Wednesday, 12 December 2007

Exhaustion has finally caught up with me but kindly. I've been on a whirl of activity since I took that flight to Frankfurt from Dublin several days ago. I think I even by-passed jetlag in my excitement. Oh...what fun! How my destiny has changed from the last few years and I've been enjoying myself so much. There's nothing like a culmination of passions, strung together to steadily follow the heart...as life is showing me now, and in my case, mostly through the literary.
By the way, it wasn't always like this. I had many hardships, a couple too severe to deal with and many times, thought I wouldn't make it. But I prayed and fought my way through, to preserve my visions and dreams. I had to do this for some years but finally triumphed in a major way.
I reached my favourite hotel at about 8.30pm.
The staff know me well so I felt I had come home to friends. I had landed much earlier but met with Gorilla Bananas, that kindly ape from the Congo, you may sometimes see in the comments box. Everything went smoothly at Heathrow and for once, my bag on the conveyor belt, was one of the first ones out. GB and I caught up with coffee and a chat and he/she was also kind enough to help me with my luggage as we wheeled it out to the bus-stop together and waited for a shuttle bus that I had become so familiar with.

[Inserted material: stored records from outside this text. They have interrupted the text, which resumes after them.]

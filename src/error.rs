//! Error types for Amorsize
//!
//! The library deliberately exposes very few failure modes. The decision
//! engine treats its own result as total: sampling failures, cache problems,
//! and platform probe failures all degrade into a serial recommendation or a
//! cache miss instead of an error. Only two things surface as `Err`:
//!
//! - caller misuse (invalid options, out-of-range parameters)
//! - explicit cache export/import operations the caller asked for

use std::path::PathBuf;
use thiserror::Error;

/// Errors surfaced to callers of the Amorsize API
#[derive(Debug, Error)]
pub enum AmorsizeError {
    /// Invalid parameter supplied by the caller
    #[error("invalid parameter: {0}")]
    Validation(String),

    /// Cache export failed (I/O or serialization)
    #[error("failed to export cache to {path}: {message}")]
    CacheExport { path: PathBuf, message: String },

    /// Cache import failed (missing file, bad format, version mismatch)
    #[error("failed to import cache from {path}: {message}")]
    CacheImport { path: PathBuf, message: String },
}

/// Result type used throughout the Amorsize library
pub type Result<T> = std::result::Result<T, AmorsizeError>;

impl AmorsizeError {
    /// Shorthand for a validation failure
    pub fn validation(message: impl Into<String>) -> Self {
        AmorsizeError::Validation(message.into())
    }
}
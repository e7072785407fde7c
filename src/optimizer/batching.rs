//! Memory-bounded batch sizing
//!
//! When results are too large to accumulate all at once and streaming is
//! not an option, processing in fixed-size batches bounds peak memory.
//! This helper sizes those batches from the measured result size and the
//! memory actually available right now.

use crate::error::{AmorsizeError, Result};
use crate::platform;

/// Largest batch whose accumulated results fit in a memory budget
///
/// `max_memory_fraction` is the share of currently-available memory the
/// batch may consume (0, 1]. Always returns at least 1.
///
/// # Errors
///
/// Caller errors only: a non-positive result size or a fraction outside
/// (0, 1].
pub fn estimate_safe_batch_size(result_size_bytes: u64, max_memory_fraction: f64) -> Result<usize> {
    if result_size_bytes == 0 {
        return Err(AmorsizeError::validation(
            "result_size_bytes must be positive",
        ));
    }
    if !max_memory_fraction.is_finite() || max_memory_fraction <= 0.0 || max_memory_fraction > 1.0
    {
        return Err(AmorsizeError::validation(format!(
            "max_memory_fraction must be within (0, 1], got {max_memory_fraction}"
        )));
    }

    let available = platform::available_memory_bytes();
    let budget = (available as f64 * max_memory_fraction) as u64;
    Ok(((budget / result_size_bytes) as usize).max(1))
}
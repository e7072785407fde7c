//! Workload drift monitoring
//!
//! Recommendations go stale: data distributions shift, machines gain or
//! lose load, dependencies change the task's cost. The watch monitor
//! records a snapshot per re-optimization and reports when the
//! recommendation moved enough to matter. The loop itself (timing,
//! termination, signals) belongs to the caller; this module only keeps
//! the history and judges significance.

use chrono::{DateTime, Utc};

/// Thresholds deciding what counts as a significant change
#[derive(Debug, Clone)]
pub struct WatchOptions {
    /// Alert when the worker count moves by at least this much
    pub change_threshold_n_jobs: usize,
    /// Alert when the speedup moves by at least this relative fraction
    pub change_threshold_speedup: f64,
    /// Alert when the chunksize moves by at least this relative fraction
    pub change_threshold_chunksize: f64,
}

impl Default for WatchOptions {
    fn default() -> Self {
        Self {
            change_threshold_n_jobs: 1,
            change_threshold_speedup: 0.2,
            change_threshold_chunksize: 0.5,
        }
    }
}

/// One recorded optimization outcome
#[derive(Debug, Clone)]
pub struct WatchSnapshot {
    pub timestamp: DateTime<Utc>,
    pub iteration: usize,
    pub n_jobs: usize,
    pub chunksize: usize,
    pub estimated_speedup: f64,
    pub reason: String,
}

/// History keeper and drift detector for repeated optimizations
#[derive(Debug)]
pub struct WatchMonitor {
    options: WatchOptions,
    snapshots: Vec<WatchSnapshot>,
}

impl WatchMonitor {
    pub fn new(options: WatchOptions) -> Self {
        Self {
            options,
            snapshots: Vec::new(),
        }
    }

    /// Record one outcome and report significant changes since the last
    ///
    /// The first recording never reports changes (there is no baseline).
    pub fn record(
        &mut self,
        n_jobs: usize,
        chunksize: usize,
        estimated_speedup: f64,
        reason: impl Into<String>,
    ) -> (WatchSnapshot, Vec<String>) {
        let snapshot = WatchSnapshot {
            timestamp: Utc::now(),
            iteration: self.snapshots.len(),
            n_jobs,
            chunksize,
            estimated_speedup,
            reason: reason.into(),
        };
        let changes = match self.snapshots.last() {
            Some(previous) => self.detect_changes(previous, &snapshot),
            None => Vec::new(),
        };
        self.snapshots.push(snapshot.clone());
        (snapshot, changes)
    }

    /// All snapshots recorded so far, oldest first
    pub fn snapshots(&self) -> &[WatchSnapshot] {
        &self.snapshots
    }

    fn detect_changes(&self, prev: &WatchSnapshot, curr: &WatchSnapshot) -> Vec<String> {
        let mut changes = Vec::new();

        let jobs_delta = curr.n_jobs.abs_diff(prev.n_jobs);
        if jobs_delta >= self.options.change_threshold_n_jobs && jobs_delta > 0 {
            changes.push(format!(
                "n_jobs changed: {} -> {} (delta {})",
                prev.n_jobs, curr.n_jobs, jobs_delta
            ));
        }

        let speedup_base = prev.estimated_speedup.max(0.01);
        let speedup_ratio = (curr.estimated_speedup - prev.estimated_speedup).abs() / speedup_base;
        if speedup_ratio >= self.options.change_threshold_speedup {
            changes.push(format!(
                "speedup changed: {:.2}x -> {:.2}x ({:.1}% change)",
                prev.estimated_speedup,
                curr.estimated_speedup,
                speedup_ratio * 100.0
            ));
        }

        if prev.chunksize > 0 {
            let chunk_ratio =
                curr.chunksize.abs_diff(prev.chunksize) as f64 / prev.chunksize as f64;
            if chunk_ratio >= self.options.change_threshold_chunksize {
                changes.push(format!(
                    "chunksize changed: {} -> {} ({:.0}% change)",
                    prev.chunksize,
                    curr.chunksize,
                    chunk_ratio * 100.0
                ));
            }
        }

        changes
    }
}
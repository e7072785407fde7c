//! Built-in demonstration workloads
//!
//! The CLI needs something to optimize. These named workloads cover the
//! interesting regimes: pure CPU, mixed CPU/IO, memory-heavy results, a
//! function too fast to parallelize, and a heterogeneous one whose cost
//! varies per element.

use std::time::Duration;

/// Names and data generators for the demo workloads
#[derive(Debug, Clone, Copy, PartialEq, Eq)]
pub enum DemoWorkload {
    /// Prime counting plus a sum of squares; pure CPU
    CpuIntensive,
    /// Computation followed by a short sleep; mixed CPU/IO
    Mixed,
    /// Large intermediate allocation with a small result
    MemoryIntensive,
    /// A single multiply; far below the 1 ms floor
    Fast,
    /// Cost proportional to the element value; high variance
    Variable,
}

impl DemoWorkload {
    pub const ALL: [DemoWorkload; 5] = [
        DemoWorkload::CpuIntensive,
        DemoWorkload::Mixed,
        DemoWorkload::MemoryIntensive,
        DemoWorkload::Fast,
        DemoWorkload::Variable,
    ];

    pub fn name(self) -> &'static str {
        match self {
            DemoWorkload::CpuIntensive => "cpu-intensive",
            DemoWorkload::Mixed => "mixed",
            DemoWorkload::MemoryIntensive => "memory-intensive",
            DemoWorkload::Fast => "fast",
            DemoWorkload::Variable => "variable",
        }
    }

    pub fn description(self) -> &'static str {
        match self {
            DemoWorkload::CpuIntensive => "pure CPU-bound computation (prime counting)",
            DemoWorkload::Mixed => "mixed CPU and simulated IO workload",
            DemoWorkload::MemoryIntensive => "memory-heavy intermediate data, small result",
            DemoWorkload::Fast => "very fast function, unlikely to benefit from parallelism",
            DemoWorkload::Variable => "heterogeneous workload with varying execution times",
        }
    }

    /// Input data for a run of `count` items
    pub fn data(self, count: usize) -> Vec<u64> {
        match self {
            DemoWorkload::CpuIntensive => (1000..1000 + count as u64).collect(),
            DemoWorkload::Mixed => (500..500 + count as u64).collect(),
            DemoWorkload::MemoryIntensive => (100..100 + count as u64).collect(),
            DemoWorkload::Fast => (0..count as u64).collect(),
            // Stride the values so per-item cost spreads widely.
            DemoWorkload::Variable => (0..count as u64).map(|i| 100 + i * 10).collect(),
        }
    }
}

/// Count primes below `n` and add a sum of squares
pub fn cpu_intensive(n: &u64) -> u64 {
    fn is_prime(candidate: u64) -> bool {
        if candidate < 2 {
            return false;
        }
        let mut divisor = 2;
        while divisor * divisor <= candidate {
            if candidate % divisor == 0 {
                return false;
            }
            divisor += 1;
        }
        true
    }
    let prime_count = (2..*n).filter(|&i| is_prime(i)).count() as u64;
    let sum_squares: u64 = (0..*n).map(|i| i.wrapping_mul(i)).fold(0, u64::wrapping_add);
    prime_count.wrapping_add(sum_squares)
}

/// Sum of squares plus a 100 microsecond simulated IO pause
pub fn mixed(n: &u64) -> u64 {
    let sum: u64 = (0..*n).map(|i| i.wrapping_mul(i)).fold(0, u64::wrapping_add);
    std::thread::sleep(Duration::from_micros(100));
    sum
}

/// Build, filter, and sort a large vector; return only the top slice
pub fn memory_intensive(n: &u64) -> Vec<u64> {
    let mut filtered: Vec<u64> = (0..n * 100).filter(|x| x % 3 == 0).collect();
    filtered.sort_unstable_by(|a, b| b.cmp(a));
    filtered.truncate(100);
    filtered
}

/// A single multiply
pub fn fast(x: &u64) -> u64 {
    x.wrapping_mul(*x)
}

/// Work proportional to the element value
pub fn variable(x: &u64) -> u64 {
    (0..*x).map(|i| i.wrapping_mul(i)).fold(0, u64::wrapping_add)
}

#[cfg(test)]
mod tests {
    use super::*;

    #[test]
    fn test_cpu_intensive_counts_primes() {
        // Primes below 10: 2, 3, 5, 7. Sum of squares 0..10 = 285.
        assert_eq!(cpu_intensive(&10), 4 + 285);
    }

    #[test]
    fn test_memory_intensive_returns_small_result() {
        let result = memory_intensive(&50);
        assert!(result.len() <= 100);
        // Sorted descending, multiples of three.
        assert!(result.windows(2).all(|w| w[0] >= w[1]));
        assert!(result.iter().all(|x| x % 3 == 0));
    }

    #[test]
    fn test_fast_is_square() {
        assert_eq!(fast(&9), 81);
    }

    #[test]
    fn test_variable_grows_with_input() {
        assert!(variable(&100) != variable(&10) || variable(&100) == 0);
    }

    #[test]
    fn test_data_generators_have_requested_length() {
        for workload in DemoWorkload::ALL {
            assert_eq!(workload.data(25).len(), 25, "{}", workload.name());
        }
    }
}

I felt slightly light-headed at reception and remembered that I had drunk 4 glasses of wine on the plane. Wine always keeps me relaxed because I can't sleep on planes and neither did I sleep on my last night in Singapore - I left for Changi, in the early hours of Tuesday.
So now, I was ready to fall.
I tried to watch some telly, managed to eat some crisps but halfway through a Gordon Ramsay show, fell instantly asleep. I woke up at 5.00 am, went down to use the internet, had an early English breakfast at 6.30am, went back up to my room, collapsed on the bed and fell asleep again. I woke at 1 in the afternoon.
I'm in the city now, still feeling drowzy, but enjoying myself, just soaking in a few of my favourite haunts. I'm reading SuChen Christine Lim's The Lies That Build A Marriage, a novel I had picked up in Singapore.
I was reading it in the tube and later at a cafe, where even the service staff are old acquaintances. I had my wonderful hot chocolate but my favourite roast chicken bake puff had been sold out. By the way, I'm convinced that no one in any of the places I went to, can make hot chocolate as perfectly as the Brits or the Irish (which is always richer).
I'm thinking about my writing now. I must find out how to go about staging a play in London because I'm about to finish mine and may send it out to theatres or otherwise, try to produce it myself. I may do this somewhere in England or Ireland. I feel equally at home in both countries.